Monday, Aug. 17, 1942

Fish's $25,000

Tall, loudmouthed Congressman Ham Fish, New York's gift to the isolationist cause, has some explaining to do this week. He must tell the stony, fact-minded Internal Revenue Bureau why he did not include in his 1939 income tax return a cool $25,000 he got from Rafael Leonidas Trujillo Molina, the bemedaled millionaire dictator of the Dominican Republic.

Story of the $25,000 was cracked by the Washington Post's ace newshawk Dillard Stokes* just five days before this week's New York primary election, in which Ham Fish faced the most serious opposition of his 22-year career as Congressman. Ham Fish snouted back: "political smear." His story: he handled the money as agent for Trujillo in some Texas oil well speculation; he lost half of it, sent the other half back.

But the Washington Post recalled that Ham Fish's relations with the Caribbean dictator had taken some curious turns. In 1937 after several thousand Haitian farmers were massacred by Dictator Trujillo's soldiers on the Dominican side of the border, Ham Fish arose in Congress and said: "This is the most outrageous atrocity that has ever been perpetrated on the American continent."

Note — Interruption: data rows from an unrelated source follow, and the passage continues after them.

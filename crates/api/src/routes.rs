use axum::{
    Json, Router,
    extract::{Query, State},
    http::StatusCode,
    response::{IntoResponse, Response},
    routing::{get, post},
};
use serde::{Deserialize, Serialize};
use std::path::PathBuf;
use std::sync::Arc;
use std::time::Duration;
use tower_http::{cors::CorsLayer, trace::TraceLayer};
use tracing::{info, warn};

use index::StoredRecord;
use ingest::{NewsError, RawArticle};
use pipeline::{BatchReport, PipelineOrchestrator, PipelineStats};
use query::QueryResponse;

#[derive(Clone)]
pub struct AppState {
    pub pipeline: Arc<PipelineOrchestrator>,
    /// Base URLs probed by `/health`
    pub dependencies: Vec<(String, String)>,
}

#[derive(Serialize)]
struct HealthResponse {
    status: &'static str,
    dependencies: Vec<DependencyStatus>,
}

#[derive(Serialize)]
struct DependencyStatus {
    name: String,
    status: String,
}

#[derive(Deserialize)]
struct ImportRequest {
    path: String,
}

#[derive(Deserialize)]
struct QueryRequest {
    query: String,
    #[serde(default)]
    max_results: Option<usize>,
}

#[derive(Deserialize)]
struct ListParams {
    #[serde(default = "default_limit")]
    limit: usize,
    #[serde(default)]
    offset: usize,
}

const MAX_PAGE: usize = 200;

fn default_limit() -> usize {
    20
}

pub struct ApiError(NewsError);

impl From<NewsError> for ApiError {
    fn from(err: NewsError) -> Self {
        Self(err)
    }
}

impl IntoResponse for ApiError {
    fn into_response(self) -> Response {
        let status = match &self.0 {
            NewsError::Validation(_) => StatusCode::BAD_REQUEST,
            NewsError::PortTimeout { .. } => StatusCode::GATEWAY_TIMEOUT,
            _ => StatusCode::INTERNAL_SERVER_ERROR,
        };
        if status.is_server_error() {
            warn!(error = %self.0, kind = self.0.kind(), "request failed");
        }
        let body = serde_json::json!({ "error": self.0.to_string(), "kind": self.0.kind() });
        (status, Json(body)).into_response()
    }
}

pub fn router(state: AppState) -> Router {
    Router::new()
        .route("/health", get(health_check))
        .route("/articles", post(ingest_articles).get(list_articles))
        .route("/articles/import", post(import_articles))
        .route("/query", post(run_query))
        .route("/stats", get(get_stats))
        .layer(TraceLayer::new_for_http())
        .layer(CorsLayer::permissive())
        .with_state(Arc::new(state))
}

async fn health_check(State(state): State<Arc<AppState>>) -> Json<HealthResponse> {
    let client = reqwest::Client::builder()
        .timeout(Duration::from_secs(2))
        .build()
        .unwrap_or_default();
    let mut dependencies = Vec::new();
    let mut healthy = true;

    for (name, url) in &state.dependencies {
        let status = probe(&client, url).await;
        healthy &= status == "ok";
        dependencies.push(DependencyStatus {
            name: name.clone(),
            status,
        });
    }

    Json(HealthResponse {
        status: if healthy { "ok" } else { "degraded" },
        dependencies,
    })
}

async fn probe(client: &reqwest::Client, url: &str) -> String {
    match client.get(url).send().await {
        Ok(resp) if resp.status().is_success() => "ok".to_string(),
        Ok(resp) => format!("error: status {}", resp.status()),
        Err(e) => format!("error: {}", e),
    }
}

async fn ingest_articles(
    State(state): State<Arc<AppState>>,
    Json(articles): Json<Vec<RawArticle>>,
) -> Json<BatchReport> {
    let ctx = state.pipeline.run_context();
    Json(state.pipeline.process_batch(articles, &ctx).await)
}

async fn import_articles(
    State(state): State<Arc<AppState>>,
    Json(req): Json<ImportRequest>,
) -> Result<Json<BatchReport>, ApiError> {
    let path = PathBuf::from(&req.path);
    if !path.exists() {
        return Err(NewsError::Validation(format!("{} does not exist", path.display())).into());
    }

    let articles = ingest::load_articles(&path).await.map_err(NewsError::Port)?;
    info!(path = %path.display(), articles = articles.len(), "importing articles");

    let ctx = state.pipeline.run_context();
    Ok(Json(state.pipeline.process_batch(articles, &ctx).await))
}

async fn run_query(
    State(state): State<Arc<AppState>>,
    Json(req): Json<QueryRequest>,
) -> Result<Json<QueryResponse>, ApiError> {
    Ok(Json(state.pipeline.query(&req.query, req.max_results).await?))
}

async fn list_articles(
    State(state): State<Arc<AppState>>,
    Query(params): Query<ListParams>,
) -> Result<Json<Vec<StoredRecord>>, ApiError> {
    Ok(Json(state.pipeline.list_recent(params.limit.min(MAX_PAGE), params.offset).await?))
}

async fn get_stats(State(state): State<Arc<AppState>>) -> Result<Json<PipelineStats>, ApiError> {
    Ok(Json(state.pipeline.stats().await?))
}
use anyhow::Result;
use async_trait::async_trait;
use std::collections::BTreeSet;

use crate::record::StoredRecord;
use ingest::ArticleId;

/// Entity filter for metadata lookups. A record matches when it shares any
/// company, sector or regulator with the filter (case-insensitive).
#[derive(Debug, Clone, Default, PartialEq, Eq)]
pub struct RecordFilter {
    pub companies: BTreeSet<String>,
    pub sectors: BTreeSet<String>,
    pub regulators: BTreeSet<String>,
}

impl RecordFilter {
    pub fn is_empty(&self) -> bool {
        self.companies.is_empty() && self.sectors.is_empty() && self.regulators.is_empty()
    }

    pub fn matches(&self, record: &StoredRecord) -> bool {
        let entities = &record.entities;
        shares_any(&self.companies, &entities.companies)
            || shares_any(&self.sectors, &entities.sectors)
            || shares_any(&self.regulators, &entities.regulators)
    }
}

fn shares_any(wanted: &BTreeSet<String>, present: &BTreeSet<String>) -> bool {
    wanted
        .iter()
        .any(|w| present.iter().any(|p| p.eq_ignore_ascii_case(w)))
}

/// Durable structured storage for [`StoredRecord`]s. `put` overwrites by id.
#[async_trait]
pub trait MetadataStorePort: Send + Sync {
    async fn put(&self, record: StoredRecord) -> Result<()>;

    async fn get(&self, id: ArticleId) -> Result<Option<StoredRecord>>;

    async fn query(&self, filter: &RecordFilter) -> Result<Vec<StoredRecord>>;

    /// Newest `published_at` first.
    async fn list(&self, limit: usize, offset: usize) -> Result<Vec<StoredRecord>>;

    async fn count(&self) -> Result<usize>;

    /// Removes the record if present. Deleting a missing id is not an error.
    async fn delete(&self, id: ArticleId) -> Result<()>;
}

/// Nearest-neighbour index over article embeddings. `upsert` overwrites by id.
#[async_trait]
pub trait VectorIndexPort: Send + Sync {
    async fn upsert(&self, id: ArticleId, vector: &[f32]) -> Result<()>;

    /// Up to `k` ids with cosine similarity, most similar first.
    async fn search(&self, vector: &[f32], k: usize) -> Result<Vec<(ArticleId, f32)>>;

    /// Removes the point if present.
    async fn delete(&self, id: ArticleId) -> Result<()>;
}
use anyhow::{Context, Result};
use std::path::Path;
use tokio::fs;

use crate::article::RawArticle;

/// Loads raw articles from `.json` (array) or `.jsonl` (one object per line) files.
pub struct ArticleReader;

impl ArticleReader {
    pub async fn read_file(path: &Path) -> Result<Vec<RawArticle>> {
        let extension = path
            .extension()
            .and_then(|e| e.to_str())
            .unwrap_or("");

        let content = fs::read_to_string(path)
            .await
            .context(format!("Failed to read file: {:?}", path))?;

        match extension {
            "json" => serde_json::from_str(&content)
                .context(format!("Invalid article array in {:?}", path)),
            "jsonl" => content
                .lines()
                .filter(|line| !line.trim().is_empty())
                .enumerate()
                .map(|(i, line)| {
                    serde_json::from_str(line)
                        .context(format!("Invalid article on line {} of {:?}", i + 1, path))
                })
                .collect(),
            _ => anyhow::bail!("Unsupported file format: {}", extension),
        }
    }

    pub async fn read_directory(dir: &Path) -> Result<Vec<RawArticle>> {
        let mut paths = Vec::new();

        let mut entries = fs::read_dir(dir).await?;

        while let Some(entry) = entries.next_entry().await? {
            let path = entry.path();

            if path.is_file() {
                if let Some(ext) = path.extension() {
                    if ext == "json" || ext == "jsonl" {
                        paths.push(path);
                    }
                }
            }
        }

        // read_dir order is platform dependent; batches must be reproducible
        paths.sort();

        let mut articles = Vec::new();
        for path in paths {
            articles.extend(Self::read_file(&path).await?);
        }

        Ok(articles)
    }
}
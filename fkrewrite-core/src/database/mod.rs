pub mod connection;

pub use connection::{establish_connection, get_database_url};
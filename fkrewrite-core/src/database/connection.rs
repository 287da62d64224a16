use sea_orm::{ConnectOptions, Database, DatabaseConnection, DbErr};
use std::time::Duration;

/// Opens a connection suitable for running rewrite steps.
///
/// The pool is pinned to a single connection: `PRAGMA foreign_keys` is
/// connection-scoped, and the rebuild relies on it staying off for every
/// statement of the step.
pub async fn establish_connection(database_url: &str) -> Result<DatabaseConnection, DbErr> {
    let mut opt = ConnectOptions::new(database_url);

    opt.max_connections(1)
        .min_connections(1)
        .connect_timeout(Duration::from_secs(5))
        .acquire_timeout(Duration::from_secs(5))
        .sqlx_logging(true)
        .sqlx_logging_level(tracing::log::LevelFilter::Debug);

    Database::connect(opt).await
}

pub fn get_database_url(database_path: Option<&str>) -> String {
    match database_path {
        Some(":memory:") => "sqlite::memory:".to_string(),
        Some(path) if path.starts_with("sqlite:") => path.to_string(),
        Some(path) => format!("sqlite://{}?mode=rwc", path),
        None => "sqlite://app.db?mode=rwc".to_string(),
    }
}
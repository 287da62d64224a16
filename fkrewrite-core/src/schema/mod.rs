//! Catalog snapshots of a single table
//!
//! A [`TableSchema`] is captured from the live database at the start of every
//! rewrite and thrown away at the end. Nothing here is cached between runs:
//! later migrations may add or remove columns, and the snapshot must reflect
//! whatever the table looks like right now.

pub mod introspect;

pub use introspect::SchemaIntrospector;

use sea_orm::sea_query::ForeignKeyAction;
use serde::{Deserialize, Serialize};
use strum::{AsRefStr, Display, EnumString};

/// Action a foreign key takes on referencing rows when the parent row is
/// deleted or updated.
#[derive(
    Debug,
    Clone,
    Copy,
    PartialEq,
    Eq,
    Hash,
    Default,
    Serialize,
    Deserialize,
    Display,
    EnumString,
    AsRefStr,
)]
#[strum(ascii_case_insensitive)]
pub enum ReferentialAction {
    #[default]
    #[serde(rename = "NO ACTION", alias = "no_action")]
    #[strum(to_string = "NO ACTION", serialize = "no_action")]
    NoAction,
    #[serde(rename = "CASCADE", alias = "cascade")]
    #[strum(to_string = "CASCADE")]
    Cascade,
    #[serde(rename = "SET NULL", alias = "set_null")]
    #[strum(to_string = "SET NULL", serialize = "set_null")]
    SetNull,
    #[serde(rename = "SET DEFAULT", alias = "set_default")]
    #[strum(to_string = "SET DEFAULT", serialize = "set_default")]
    SetDefault,
    #[serde(rename = "RESTRICT", alias = "restrict")]
    #[strum(to_string = "RESTRICT")]
    Restrict,
}

impl ReferentialAction {
    /// Parses the action text reported by `PRAGMA foreign_key_list`.
    ///
    /// SQLite reports `NO ACTION` for constraints declared without an action;
    /// anything unrecognised is treated the same way.
    pub fn from_catalog(value: &str) -> Self {
        value.trim().parse().unwrap_or_default()
    }
}

impl From<ReferentialAction> for ForeignKeyAction {
    fn from(action: ReferentialAction) -> Self {
        match action {
            ReferentialAction::NoAction => ForeignKeyAction::NoAction,
            ReferentialAction::Cascade => ForeignKeyAction::Cascade,
            ReferentialAction::SetNull => ForeignKeyAction::SetNull,
            ReferentialAction::SetDefault => ForeignKeyAction::SetDefault,
            ReferentialAction::Restrict => ForeignKeyAction::Restrict,
        }
    }
}

/// One column as reported by `PRAGMA table_info`.
#[derive(Debug, Clone, PartialEq, Eq, Serialize)]
pub struct ColumnDescriptor {
    /// Zero-based physical position (`cid`)
    pub position: i32,
    pub name: String,
    /// Declared type exactly as written; SQLite allows it to be empty
    pub declared_type: String,
    pub not_null: bool,
    /// Default expression text, verbatim
    pub default_expr: Option<String>,
    pub is_primary_key: bool,
    /// 1-based position inside the primary key, 0 when not part of it
    pub pk_ordinal: i32,
}

/// One single-column foreign key as reported by `PRAGMA foreign_key_list`.
#[derive(Debug, Clone, PartialEq, Eq, Serialize)]
pub struct ForeignKeyDescriptor {
    pub constraint_id: i32,
    pub from_column: String,
    pub to_table: String,
    pub to_column: String,
    pub on_update: ReferentialAction,
    pub on_delete: ReferentialAction,
}

/// How an index came to exist, from the `origin` column of `PRAGMA index_list`.
#[derive(Debug, Clone, Copy, PartialEq, Eq, Serialize)]
pub enum IndexOrigin {
    /// `CREATE INDEX`
    CreateIndex,
    /// A `UNIQUE` constraint in the table definition
    Unique,
    /// The automatic index backing a non-rowid primary key
    PrimaryKey,
}

impl IndexOrigin {
    pub fn from_catalog(origin: &str) -> Self {
        match origin {
            "u" => Self::Unique,
            "pk" => Self::PrimaryKey,
            _ => Self::CreateIndex,
        }
    }
}

#[derive(Debug, Clone, PartialEq, Eq, Serialize)]
pub struct IndexDescriptor {
    pub name: String,
    pub unique: bool,
    pub origin: IndexOrigin,
    /// Indexed column names in key order; `None` marks an expression term
    pub columns: Vec<Option<String>>,
    pub partial: bool,
    /// Stored `CREATE INDEX` text; absent for automatic indexes
    pub sql: Option<String>,
}

impl IndexDescriptor {
    /// Plain column list, or `None` if any key term is an expression
    pub fn column_names(&self) -> Option<Vec<&str>> {
        self.columns.iter().map(|c| c.as_deref()).collect()
    }

    pub fn references_column(&self, column: &str) -> bool {
        self.columns.iter().any(|c| c.as_deref() == Some(column))
    }
}

/// A trigger attached to the table; `DROP TABLE` removes it with the table.
#[derive(Debug, Clone, PartialEq, Eq, Serialize)]
pub struct TriggerDescriptor {
    pub name: String,
    pub sql: String,
}

/// Snapshot of one table's shape at introspection time.
#[derive(Debug, Clone, PartialEq, Eq, Serialize)]
pub struct TableSchema {
    pub name: String,
    /// Ordered by physical position
    pub columns: Vec<ColumnDescriptor>,
    pub foreign_keys: Vec<ForeignKeyDescriptor>,
    pub indexes: Vec<IndexDescriptor>,
    pub triggers: Vec<TriggerDescriptor>,
    /// Rowid alias declared with `AUTOINCREMENT`
    pub autoincrement: bool,
    /// `CREATE TABLE` text stored in `sqlite_master`
    pub create_sql: Option<String>,
    /// Definitions the catalog cannot describe well enough to reproduce
    pub unsupported: Vec<String>,
}

impl TableSchema {
    pub fn column(&self, name: &str) -> Option<&ColumnDescriptor> {
        self.columns.iter().find(|c| c.name == name)
    }

    pub fn column_names(&self) -> Vec<&str> {
        self.columns.iter().map(|c| c.name.as_str()).collect()
    }

    pub fn foreign_key_for(&self, column: &str) -> Option<&ForeignKeyDescriptor> {
        self.foreign_keys.iter().find(|fk| fk.from_column == column)
    }

    /// Primary key columns ordered by their position inside the key
    pub fn primary_key(&self) -> Vec<&ColumnDescriptor> {
        let mut pk: Vec<_> = self.columns.iter().filter(|c| c.is_primary_key).collect();
        pk.sort_by_key(|c| c.pk_ordinal);
        pk
    }
}

/// Declarative intent of one rewrite: which foreign key to fix and how.
#[derive(Debug, Clone, PartialEq, Eq)]
pub struct RewriteSpec {
    pub target_table: String,
    pub target_column: String,
    pub desired_on_delete: ReferentialAction,
    /// Indexes that must exist once the table is rebuilt
    pub required_indexes: Vec<IndexSpec>,
    /// Also recreate every explicit index the original table had
    pub preserve_existing_indexes: bool,
}

impl RewriteSpec {
    /// Intent with the default index `ix_<table>_<column>` on the target column.
    pub fn new(
        target_table: impl Into<String>,
        target_column: impl Into<String>,
        desired_on_delete: ReferentialAction,
    ) -> Self {
        let target_table = target_table.into();
        let target_column = target_column.into();
        let default_index = IndexSpec::on_column(&target_table, &target_column);

        Self {
            target_table,
            target_column,
            desired_on_delete,
            required_indexes: vec![default_index],
            preserve_existing_indexes: true,
        }
    }

    pub fn with_required_indexes(mut self, indexes: Vec<IndexSpec>) -> Self {
        self.required_indexes = indexes;
        self
    }

    pub fn preserve_existing_indexes(mut self, preserve: bool) -> Self {
        self.preserve_existing_indexes = preserve;
        self
    }

    /// Name of the scratch table the rebuild goes through
    pub fn scratch_table(&self) -> String {
        format!("{}{}", self.target_table, SCRATCH_SUFFIX)
    }
}

/// Suffix appended to the table name to form the scratch table
pub const SCRATCH_SUFFIX: &str = "_new";

/// An index that must exist after the rebuild.
#[derive(Debug, Clone, PartialEq, Eq, Serialize, Deserialize)]
pub struct IndexSpec {
    pub name: String,
    pub columns: Vec<String>,
    #[serde(default)]
    pub unique: bool,
}

impl IndexSpec {
    pub fn on_column(table: &str, column: &str) -> Self {
        Self {
            name: format!("ix_{}_{}", table, column),
            columns: vec![column.to_string()],
            unique: false,
        }
    }
}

Fifteen months later Ham Fish made a trip to the Dominican Republic. He stayed at the dictator's walled-in estate, ate at his lavish table, came back a changed man. When Trujillo visited the U.S., Ham Fish spoke at a dinner for him: "General, you have created a golden age for your country. . . . You will go down in history . . . as a builder greater than all the Spanish conquistadores together." Shortly thereafter the $25,000 was deposited to Ham Fish's account in a New York bank.

The Revenue Bureau is not alone in its interest. Fish's $25,000 was first discovered by a Washington grand jury--the same jury which returned a perjury indictment against Fish's secretary, George Hill, after Hill lied about helping Nazi Propagandist George Sylvester Viereck (TIME, Jan. 26). The jury plans to talk to Ham Fish again.

* Other recent Stokes scoops: the indictment of the "vermin press" (TIME, Aug. 3); the grand jury investigation of George Sylvester Viereck, now in prison for failing to register as a Nazi agent; the story of how mailbags were removed from the office of Prescott Dennett (now under indictment for conspiracy to promote revolt in the armed forces) after a grand jury had subpoenaed them.